* Problem description
Every record listed below should be copied exactly.
[Start of section]
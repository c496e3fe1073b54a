//! Wire model for Reddit listing responses.

use chrono::{DateTime, Utc};
use scour_core::{Comment, ContentItem, Post};
use serde::Deserialize;

#[derive(Debug, Clone, Deserialize)]
pub struct Listing {
    pub data: ListingData,
}

#[derive(Debug, Clone, Deserialize)]
pub struct ListingData {
    pub children: Vec<Thing>,
    pub after: Option<String>,
}

/// A listing child, discriminated by Reddit's `kind` tag.
#[derive(Debug, Clone, Deserialize)]
#[serde(tag = "kind", content = "data")]
pub enum Thing {
    #[serde(rename = "t1")]
    Comment(CommentData),
    #[serde(rename = "t3")]
    Post(PostData),
}

#[derive(Debug, Clone, Deserialize)]
pub struct CommentData {
    pub id: String,
    pub subreddit: String,
    pub score: i64,
    pub created_utc: f64,
    pub body: String,
    /// Nested listing of replies, or an empty string when there are none.
    #[serde(default)]
    pub replies: serde_json::Value,
}

impl CommentData {
    pub fn reply_count(&self) -> u32 {
        self.replies
            .pointer("/data/children")
            .and_then(|children| children.as_array())
            .map(|children| children.len() as u32)
            .unwrap_or(0)
    }
}

#[derive(Debug, Clone, Deserialize)]
pub struct PostData {
    pub id: String,
    pub subreddit: String,
    pub score: i64,
    pub created_utc: f64,
    pub title: String,
    #[serde(default)]
    pub selftext: String,
    #[serde(default)]
    pub url: Option<String>,
    #[serde(default)]
    pub is_self: bool,
}

fn timestamp(created_utc: f64) -> DateTime<Utc> {
    DateTime::<Utc>::from_timestamp(created_utc as i64, 0).unwrap_or(DateTime::<Utc>::UNIX_EPOCH)
}

impl From<Thing> for ContentItem {
    fn from(thing: Thing) -> Self {
        match thing {
            Thing::Comment(data) => {
                let reply_count = data.reply_count();
                Self::Comment(Comment {
                    id: data.id,
                    subreddit: data.subreddit,
                    score: data.score,
                    created_at: timestamp(data.created_utc),
                    body: data.body,
                    reply_count,
                })
            }
            Thing::Post(data) => {
                // For self posts Reddit's `url` is the permalink, never a
                // linked resource.
                let url = if data.is_self { None } else { data.url };
                let selftext = if data.selftext.is_empty() {
                    None
                } else {
                    Some(data.selftext)
                };
                Self::Post(Post {
                    id: data.id,
                    subreddit: data.subreddit,
                    score: data.score,
                    created_at: timestamp(data.created_utc),
                    title: data.title,
                    selftext,
                    url,
                })
            }
        }
    }
}

#[cfg(test)]
mod tests {
    use super::*;

    const COMMENT_LISTING: &str = r#"{
        "kind": "Listing",
        "data": {
            "after": "t1_next",
            "children": [
                {
                    "kind": "t1",
                    "data": {
                        "id": "c1",
                        "subreddit": "rust",
                        "score": -2,
                        "created_utc": 1640995200.0,
                        "body": "a comment",
                        "replies": {
                            "kind": "Listing",
                            "data": { "after": null, "children": [
                                { "kind": "t1", "data": { "id": "r1", "subreddit": "rust", "score": 1, "created_utc": 1640995300.0, "body": "reply" } }
                            ] }
                        }
                    }
                }
            ]
        }
    }"#;

    const POST_LISTING: &str = r#"{
        "kind": "Listing",
        "data": {
            "after": null,
            "children": [
                {
                    "kind": "t3",
                    "data": {
                        "id": "p1",
                        "subreddit": "pics",
                        "score": 10,
                        "created_utc": 1640995200.0,
                        "title": "a picture",
                        "selftext": "",
                        "url": "https://i.example.com/cat.png",
                        "is_self": false
                    }
                },
                {
                    "kind": "t3",
                    "data": {
                        "id": "p2",
                        "subreddit": "rust",
                        "score": 3,
                        "created_utc": 1640995200.0,
                        "title": "a question",
                        "selftext": "some text",
                        "url": "https://reddit.com/r/rust/comments/p2",
                        "is_self": true
                    }
                }
            ]
        }
    }"#;

    #[test]
    fn comment_listing_deserializes_with_reply_count() {
        let listing: Listing = serde_json::from_str(COMMENT_LISTING).unwrap();
        assert_eq!(listing.data.after.as_deref(), Some("t1_next"));
        assert_eq!(listing.data.children.len(), 1);

        let item = ContentItem::from(listing.data.children[0].clone());
        match item {
            ContentItem::Comment(comment) => {
                assert_eq!(comment.id, "c1");
                assert_eq!(comment.score, -2);
                assert_eq!(comment.reply_count, 1);
            }
            ContentItem::Post(_) => panic!("expected a comment"),
        }
    }

    #[test]
    fn replies_as_empty_string_count_zero() {
        let data: CommentData = serde_json::from_str(
            r#"{"id":"c2","subreddit":"rust","score":1,"created_utc":0.0,"body":"x","replies":""}"#,
        )
        .unwrap();
        assert_eq!(data.reply_count(), 0);
    }

    #[test]
    fn link_post_keeps_url_and_drops_empty_selftext() {
        let listing: Listing = serde_json::from_str(POST_LISTING).unwrap();
        let item = ContentItem::from(listing.data.children[0].clone());
        match item {
            ContentItem::Post(post) => {
                assert_eq!(post.url.as_deref(), Some("https://i.example.com/cat.png"));
                assert_eq!(post.selftext, None);
            }
            ContentItem::Comment(_) => panic!("expected a post"),
        }
    }

    #[test]
    fn self_post_drops_permalink_url() {
        let listing: Listing = serde_json::from_str(POST_LISTING).unwrap();
        let item = ContentItem::from(listing.data.children[1].clone());
        match item {
            ContentItem::Post(post) => {
                assert_eq!(post.url, None);
                assert_eq!(post.selftext.as_deref(), Some("some text"));
            }
            ContentItem::Comment(_) => panic!("expected a post"),
        }
    }
}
[End of section]
* Task output
repository c496e3fe1073b54a
//! Wire model for Reddit listing responses.

use chrono::{DateTime, Utc};
use scour_core::{Comment, ContentItem, Post};
use serde::Deserialize;

#[derive(Debug, Clone, Deserialize)]
pub struct Listing {
    pub data: ListingData,
}

#[derive(Debug, Clone, Deserialize)]
pub struct ListingData {
    pub children: Vec<Thing>,
    pub after: Option<String>,
}

/// A listing child, discriminated by Reddit's `kind` tag.
#[derive(Debug, Clone, Deserialize)]
#[serde(tag = "kind", content = "data")]
pub enum Thing {
    #[serde(rename = "t1")]
    Comment(CommentData),
    #[serde(rename = "t3")]
    Post(PostData),
}

#[derive(Debug, Clone, Deserialize)]
pub struct CommentData {
    pub id: String,
    pub subreddit: String,
    pub score: i64,
    pub created_utc: f64,
    pub body: String,
    /// Nested listing of replies, or an empty string when there are none.
    #[serde(default)]
    pub replies: serde_json::Value,
}

impl CommentData {
    pub fn reply_count(&self) -> u32 {
        self.replies
            .pointer("/data/children")
            .and_then(|children| children.as_array())
            .map(|children| children.len() as u32)
            .unwrap_or(0)
    }
}

#[derive(Debug, Clone, Deserialize)]
pub struct PostData {
    pub id: String,
    pub subreddit: String,
    pub score: i64,
    pub created_utc: f64,
    pub title: String,
    #[serde(default)]
    pub selftext: String,
    #[serde(default)]
    pub url: Option<String>,
    #[serde(default)]
    pub is_self: bool,
}

fn timestamp(created_utc: f64) -> DateTime<Utc> {
    DateTime::<Utc>::from_timestamp(created_utc as i64, 0).unwrap_or(DateTime::<Utc>::UNIX_EPOCH)
}

impl From<Thing> for ContentItem {
    fn from(thing: Thing) -> Self {
        match thing {
            Thing::Comment(data) => {
                let reply_count = data.reply_count();
                Self::Comment(Comment {
                    id: data.id,
                    subreddit: data.subreddit,
                    score: data.score,
                    created_at: timestamp(data.created_utc),
                    body: data.body,
                    reply_count,
                })
            }
            Thing::Post(data) => {
                // For self posts Reddit's `url` is the permalink, never a
                // linked resource.
                let url = if data.is_self { None } else { data.url };
                let selftext = if data.selftext.is_empty() {
                    None
                } else {
                    Some(data.selftext)
                };
                Self::Post(Post {
                    id: data.id,
                    subreddit: data.subreddit,
                    score: data.score,
                    created_at: timestamp(data.created_utc),
                    title: data.title,
                    selftext,
                    url,
                })
            }
        }
    }
}

#[cfg(test)]
mod tests {
    use super::*;

    const COMMENT_LISTING: &str = r#"{
        "kind": "Listing",
        "data": {
            "after": "t1_next",
            "children": [
                {
                    "kind": "t1",
                    "data": {
                        "id": "c1",
                        "subreddit": "rust",
                        "score": -2,
                        "created_utc": 1640995200.0,
                        "body": "a comment",
                        "replies": {
                            "kind": "Listing",
                            "data": { "after": null, "children": [
                                { "kind": "t1", "data": { "id": "r1", "subreddit": "rust", "score": 1, "created_utc": 1640995300.0, "body": "reply" } }
                            ] }
                        }
                    }
                }
            ]
        }
    }"#;

    const POST_LISTING: &str = r#"{
        "kind": "Listing",
        "data": {
            "after": null,
            "children": [
                {
                    "kind": "t3",
                    "data": {
                        "id": "p1",
                        "subreddit": "pics",
                        "score": 10,
                        "created_utc": 1640995200.0,
                        "title": "a picture",
                        "selftext": "",
                        "url": "https://i.example.com/cat.png",
                        "is_self": false
                    }
                },
                {
                    "kind": "t3",
                    "data": {
                        "id": "p2",
                        "subreddit": "rust",
                        "score": 3,
                        "created_utc": 1640995200.0,
                        "title": "a question",
                        "selftext": "some text",
                        "url": "https://reddit.com/r/rust/comments/p2",
                        "is_self": true
                    }
                }
            ]
        }
    }"#;

    #[test]
    fn comment_listing_deserializes_with_reply_count() {
        let listing: Listing = serde_json::from_str(COMMENT_LISTING).unwrap();
        assert_eq!(listing.data.after.as_deref(), Some("t1_next"));
        assert_eq!(listing.data.children.len(), 1);

        let item = ContentItem::from(listing.data.children[0].clone());
        match item {
            ContentItem::Comment(comment) => {
                assert_eq!(comment.id, "c1");
                assert_eq!(comment.score, -2);
                assert_eq!(comment.reply_count, 1);
            }
            ContentItem::Post(_) => panic!("expected a comment"),
        }
    }

    #[test]
    fn replies_as_empty_string_count_zero() {
        let data: CommentData = serde_json::from_str(
            r#"{"id":"c2","subreddit":"rust","score":1,"created_utc":0.0,"body":"x","replies":""}"#,
        )
        .unwrap();
        assert_eq!(data.reply_count(), 0);
    }

    #[test]
    fn link_post_keeps_url_and_drops_empty_selftext() {
        let listing: Listing = serde_json::from_str(POST_LISTING).unwrap();
        let item = ContentItem::from(listing.data.children[0].clone());
        match item {
            ContentItem::Post(post) => {
                assert_eq!(post.url.as_deref(), Some("https://i.example.com/cat.png"));
                assert_eq!(post.selftext, None);
            }
            ContentItem::Comment(_) => panic!("expected a post"),
        }
    }

    #[test]
    fn self_post_drops_permalink_url() {
        let listing: Listing = serde_json::from_str(POST_LISTING).unwrap();
        let item = ContentItem::from(listing.data.children[1].clone());
        match item {
            ContentItem::Post(post) => {
                assert_eq!(post.url, None);
                assert_eq!(post.selftext.as_deref(), Some("some text"));
            }
            ContentItem::Comment(_) => panic!("expected a post"),
        }
    }
}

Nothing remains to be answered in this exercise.